Haiti Legislative and Local Elections: Overdue and Presidential Election: Due by November 2021 (delays possible)

Voters in the 2006 elections in Haiti. Photo credit: Wikimedia/Agencia Brasil/Marcello Casal Jr. (CC BY 3.0 BR)

Freedom House Rating

Partly Free
Government Type
Semi-Presidential Republic
11.1 million
Local and Partial Parliamentary Elections (one third of the Senate and the entire lower house)
Presidential Election
November 2021 (due – delays possible)
Presidential Election Re-Run
November 16, 2016
Presidential Election
October 25, 2015

Haiti is overdue to hold local and parliamentary elections. The elections were initially scheduled for October 27, 2019 but have been postponed indefinitely.
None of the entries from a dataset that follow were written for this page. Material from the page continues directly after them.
//! Command line surface
//!
//! Every flag can also be set through `GITLAB_CI_SEMVER_LABELS_<FLAG>` (upper
//! case, `-` replaced by `_`) or the config file. Fields are `Option`s so that
//! the config file can sit between the environment and built-in defaults; see
//! [crate::config::Settings::resolve].

pub mod orchestration;

use crate::domain::{BumpKind, Mode};
use clap::builder::BoolishValueParser;
use clap::{Parser, Subcommand};
use std::path::PathBuf;

#[derive(Parser, Debug)]
#[command(
    name = "gitlab-ci-semver-labels",
    about = "Bump the semver for a GitLab CI project based on merge request labels",
    version
)]
pub struct Args {
    #[command(flatten)]
    pub global: GlobalArgs,

    #[command(subcommand)]
    pub command: Command,
}

impl Args {
    pub fn mode(&self) -> Mode {
        match &self.command {
            Command::Current => Mode::Current,
            Command::Bump(bump) => bump.mode(),
        }
    }

    pub fn bump_args(&self) -> Option<&BumpArgs> {
        match &self.command {
            Command::Current => None,
            Command::Bump(bump) => Some(bump),
        }
    }
}

/// Flags shared by every subcommand
#[derive(clap::Args, Debug, Default, Clone, PartialEq)]
pub struct GlobalArgs {
    /// DIR to be used for git operations [default: .]
    #[arg(
        short = 'C',
        long,
        global = true,
        value_name = "DIR",
        env = "GITLAB_CI_SEMVER_LABELS_WORK_TREE"
    )]
    pub work_tree: Option<PathBuf>,

    /// NAME of git remote [default: origin]
    #[arg(
        short = 'r',
        long,
        global = true,
        value_name = "NAME",
        env = "GITLAB_CI_SEMVER_LABELS_REMOTE_NAME"
    )]
    pub remote_name: Option<String>,

    /// Fetch tags from git repo [default: true]
    #[arg(
        short = 'T',
        long,
        global = true,
        value_name = "BOOL",
        num_args = 0..=1,
        require_equals = true,
        default_missing_value = "true",
        value_parser = BoolishValueParser::new(),
        env = "GITLAB_CI_SEMVER_LABELS_FETCH_TAGS"
    )]
    pub fetch_tags: Option<bool>,

    /// Name for environment VAR with GitLab token [default: GITLAB_TOKEN]
    #[arg(
        short = 't',
        long,
        global = true,
        value_name = "VAR",
        env = "GITLAB_CI_SEMVER_LABELS_GITLAB_TOKEN_ENV"
    )]
    pub gitlab_token_env: Option<String>,

    /// URL of the GitLab instance [default: $CI_SERVER_URL or https://gitlab.com]
    #[arg(
        short = 'g',
        long,
        global = true,
        value_name = "URL",
        env = "GITLAB_CI_SEMVER_LABELS_GITLAB_URL"
    )]
    pub gitlab_url: Option<String>,

    /// PROJECT id or name [default: $CI_PROJECT_ID]
    #[arg(
        short = 'p',
        long,
        global = true,
        value_name = "PROJECT",
        env = "GITLAB_CI_SEMVER_LABELS_PROJECT"
    )]
    pub project: Option<String>,

    /// Write dotenv format to FILE
    #[arg(
        short = 'd',
        long,
        global = true,
        value_name = "FILE",
        env = "GITLAB_CI_SEMVER_LABELS_DOTENV_FILE"
    )]
    pub dotenv_file: Option<PathBuf>,

    /// Variable NAME in dotenv file [default: VERSION]
    #[arg(
        short = 'D',
        long,
        global = true,
        value_name = "NAME",
        env = "GITLAB_CI_SEMVER_LABELS_DOTENV_VAR"
    )]
    pub dotenv_var: Option<String>,
}

#[derive(Subcommand, Debug)]
pub enum Command {
    /// Show current version
    Current,
    /// Bump version
    Bump(BumpArgs),
}

/// Flags of `bump` and its subcommands
#[derive(clap::Args, Debug, Default, Clone, PartialEq)]
pub struct BumpArgs {
    #[command(subcommand)]
    pub kind: Option<BumpCommand>,

    /// REGEXP for commit message after merged MR
    #[arg(
        long,
        value_name = "REGEXP",
        env = "GITLAB_CI_SEMVER_LABELS_COMMIT_MESSAGE_REGEXP"
    )]
    pub commit_message_regexp: Option<String>,

    /// Fail if labels are not matched
    #[arg(
        short = 'f',
        long,
        value_name = "BOOL",
        num_args = 0..=1,
        require_equals = true,
        default_missing_value = "true",
        value_parser = BoolishValueParser::new(),
        env = "GITLAB_CI_SEMVER_LABELS_FAIL"
    )]
    pub fail: Option<bool>,

    /// REGEXP for initial release label
    #[arg(
        long,
        value_name = "REGEXP",
        env = "GITLAB_CI_SEMVER_LABELS_INITIAL_LABEL_REGEXP"
    )]
    pub initial_label_regexp: Option<String>,

    /// Initial VERSION for initial release [default: 0.0.0]
    #[arg(
        short = 'V',
        long,
        global = true,
        value_name = "VERSION",
        env = "GITLAB_CI_SEMVER_LABELS_INITIAL_VERSION"
    )]
    pub initial_version: Option<String>,

    /// REGEXP for major (breaking) release label
    #[arg(
        long,
        value_name = "REGEXP",
        env = "GITLAB_CI_SEMVER_LABELS_MAJOR_LABEL_REGEXP"
    )]
    pub major_label_regexp: Option<String>,

    /// REGEXP for minor (feature) release label
    #[arg(
        long,
        value_name = "REGEXP",
        env = "GITLAB_CI_SEMVER_LABELS_MINOR_LABEL_REGEXP"
    )]
    pub minor_label_regexp: Option<String>,

    /// REGEXP for patch (fix) release label
    #[arg(
        long,
        value_name = "REGEXP",
        env = "GITLAB_CI_SEMVER_LABELS_PATCH_LABEL_REGEXP"
    )]
    pub patch_label_regexp: Option<String>,

    /// Bump version as prerelease
    #[arg(
        short = 'P',
        long,
        global = true,
        value_name = "BOOL",
        num_args = 0..=1,
        require_equals = true,
        default_missing_value = "true",
        value_parser = BoolishValueParser::new(),
        env = "GITLAB_CI_SEMVER_LABELS_PRERELEASE"
    )]
    pub prerelease: Option<bool>,

    /// REGEXP for prerelease label
    #[arg(
        long,
        value_name = "REGEXP",
        env = "GITLAB_CI_SEMVER_LABELS_PRERELEASE_LABEL_REGEXP"
    )]
    pub prerelease_label_regexp: Option<String>,
}

impl BumpArgs {
    pub fn mode(&self) -> Mode {
        match self.kind {
            None => Mode::Labels,
            Some(kind) => Mode::Explicit(kind.into()),
        }
    }
}

#[derive(Subcommand, Debug, Clone, Copy, PartialEq, Eq)]
pub enum BumpCommand {
    /// Set to initial version without checking labels
    Initial,
    /// Bump major version without checking labels
    Major,
    /// Bump minor version without checking labels
    Minor,
    /// Bump patch version without checking labels
    Patch,
    /// Bump prerelease counter without checking labels
    Prerelease,
}

impl From<BumpCommand> for BumpKind {
    fn from(command: BumpCommand) -> Self {
        match command {
            BumpCommand::Initial => BumpKind::Initial,
            BumpCommand::Major => BumpKind::Major,
            BumpCommand::Minor => BumpKind::Minor,
            BumpCommand::Patch => BumpKind::Patch,
            BumpCommand::Prerelease => BumpKind::Prerelease,
        }
    }
}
In addition, the next presidential election is due by November 2021. Further, the country may hold a constitutional referendum before any of aforementioned elections take place.

Political Context

Haiti has a long history of political instability, having had 15 president in the past 33 years, since the fall of the brutal Duvalier dictatorship.

The country is currently in a political crisis related to allegations of fraud followed Haiti’s presidential 2015 election. A commission found that the election had indeed been fraudulent, and ordered a re-reun, which had only 18 percent turnout. President Jovenel Moïse was elected with 56 percent of ballots cast. The opposition alleged fraud once again, but an election tribunal conducted an investigation and certified the results.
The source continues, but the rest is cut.